Data provided section start

//! Threshold evaluation.

use checkwatch_types::{Direction, Evaluation, Levels, Metric, State};
use serde_json::Value;

use crate::error::LevelsError;
use crate::render;

/// Classify a value against optional warn/crit bounds.
///
/// Boundaries are inclusive and the critical bound is checked first. The
/// bounds are not required to be ordered.
///
/// # Example
///
/// ```rust
/// use checkwatch_engine::evaluate;
/// use checkwatch_types::{Direction, Levels, State};
///
/// let levels = Levels::fixed(80.0, 90.0);
/// assert_eq!(evaluate(85.0, &levels, Direction::Upper), State::Warn);
/// assert_eq!(evaluate(90.0, &levels, Direction::Upper), State::Crit);
/// assert_eq!(evaluate(50.0, &Levels::NoLevels, Direction::Upper), State::Ok);
/// ```
pub fn evaluate(value: f64, levels: &Levels, direction: Direction) -> State {
    let Some((warn, crit)) = levels.bounds() else {
        return State::Ok;
    };

    match direction {
        Direction::Upper => {
            if value >= crit {
                State::Crit
            } else if value >= warn {
                State::Warn
            } else {
                State::Ok
            }
        }
        Direction::Lower => {
            if value <= crit {
                State::Crit
            } else if value <= warn {
                State::Warn
            } else {
                State::Ok
            }
        }
    }
}

/// Parse a threshold spec from its configuration form.
///
/// Accepted forms:
/// - `null` or `["no_levels", null]`: no levels
/// - `["fixed", [warn, crit]]`: fixed levels
/// - `[warn, crit]`: shorthand for fixed levels
pub fn parse_levels(value: &Value) -> Result<Levels, LevelsError> {
    let pair = match value {
        Value::Null => return Ok(Levels::NoLevels),
        Value::Array(items) if items.len() == 2 => items,
        other => return Err(LevelsError::NotAPair(other.to_string())),
    };

    match (&pair[0], &pair[1]) {
        (Value::String(kind), bounds) => match kind.as_str() {
            "no_levels" => Ok(Levels::NoLevels),
            "fixed" => parse_bounds(bounds),
            other => Err(LevelsError::UnknownKind(other.to_string())),
        },
        (Value::Number(_), Value::Number(_)) => parse_bounds(value),
        _ => Err(LevelsError::NotAPair(value.to_string())),
    }
}

fn parse_bounds(value: &Value) -> Result<Levels, LevelsError> {
    let invalid = || LevelsError::InvalidBounds(value.to_string());
    let bounds = value.as_array().filter(|b| b.len() == 2).ok_or_else(invalid)?;
    let warn = bounds[0].as_f64().ok_or_else(invalid)?;
    let crit = bounds[1].as_f64().ok_or_else(invalid)?;
    Ok(Levels::fixed(warn, crit))
}

/// Describes how [`check_levels`] evaluates, renders and records a value.
#[derive(Debug, Clone)]
pub struct LevelSpec {
    pub label: String,
    pub metric: Option<String>,
    pub upper: Levels,
    pub lower: Levels,
    pub min: Option<f64>,
    pub max: Option<f64>,
    pub render: fn(f64) -> String,
}

impl LevelSpec {
    pub fn new(label: impl Into<String>) -> Self {
        Self {
            label: label.into(),
            metric: None,
            upper: Levels::NoLevels,
            lower: Levels::NoLevels,
            min: None,
            max: None,
            render: render::number,
        }
    }

    pub fn metric(mut self, name: impl Into<String>) -> Self {
        self.metric = Some(name.into());
        self
    }

    pub fn upper(mut self, levels: Levels) -> Self {
        self.upper = levels;
        self
    }

    pub fn lower(mut self, levels: Levels) -> Self {
        self.lower = levels;
        self
    }

    pub fn boundaries(mut self, min: Option<f64>, max: Option<f64>) -> Self {
        self.min = min;
        self.max = max;
        self
    }

    pub fn render(mut self, render: fn(f64) -> String) -> Self {
        self.render = render;
        self
    }
}

/// Evaluate a value against upper and lower levels and describe it.
///
/// The summary reads `"Label: 85.00% (warn/crit at 80.00%/90.00%)"`; the
/// levels are only mentioned when they are breached. If a metric name is
/// set, the evaluation carries the metric with the upper levels and the
/// boundaries.
///
/// # Example
///
/// ```rust
/// use checkwatch_engine::{check_levels, render, LevelSpec};
/// use checkwatch_types::{Levels, State};
///
/// let spec = LevelSpec::new("CPU")
///     .metric("cpu_percent")
///     .upper(Levels::fixed(80.0, 90.0))
///     .render(render::percent);
///
/// let result = check_levels(85.0, &spec);
/// assert_eq!(result.state, State::Warn);
/// assert_eq!(result.text, "CPU: 85.00% (warn/crit at 80.00%/90.00%)");
/// assert_eq!(result.metrics[0].bounds.warn, Some(80.0));
/// ```
pub fn check_levels(value: f64, spec: &LevelSpec) -> Evaluation {
    let render = spec.render;
    let mut text = if spec.label.is_empty() {
        render(value)
    } else {
        format!("{}: {}", spec.label, render(value))
    };

    let upper = evaluate(value, &spec.upper, Direction::Upper);
    if let (false, Some((warn, crit))) = (upper.is_ok(), spec.upper.bounds()) {
        text.push_str(&format!(" (warn/crit at {}/{})", render(warn), render(crit)));
    }

    let lower = evaluate(value, &spec.lower, Direction::Lower);
    if let (false, Some((warn, crit))) = (lower.is_ok(), spec.lower.bounds()) {
        text.push_str(&format!(" (warn/crit below {}/{})", render(warn), render(crit)));
    }

    let mut evaluation = Evaluation::new(upper.worse(lower), text);
    if let Some(name) = &spec.metric {
        let mut metric = Metric::new(name.clone(), value).boundaries(spec.min, spec.max);
        if let Some((warn, crit)) = spec.upper.bounds() {
            metric = metric.levels(warn, crit);
        }
        evaluation = evaluation.with_metric(metric);
    }
    evaluation
}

Data provided section end

> To do
Answer with one number only, the count of lines in the entries above that hold the string "return".

> The completed task
3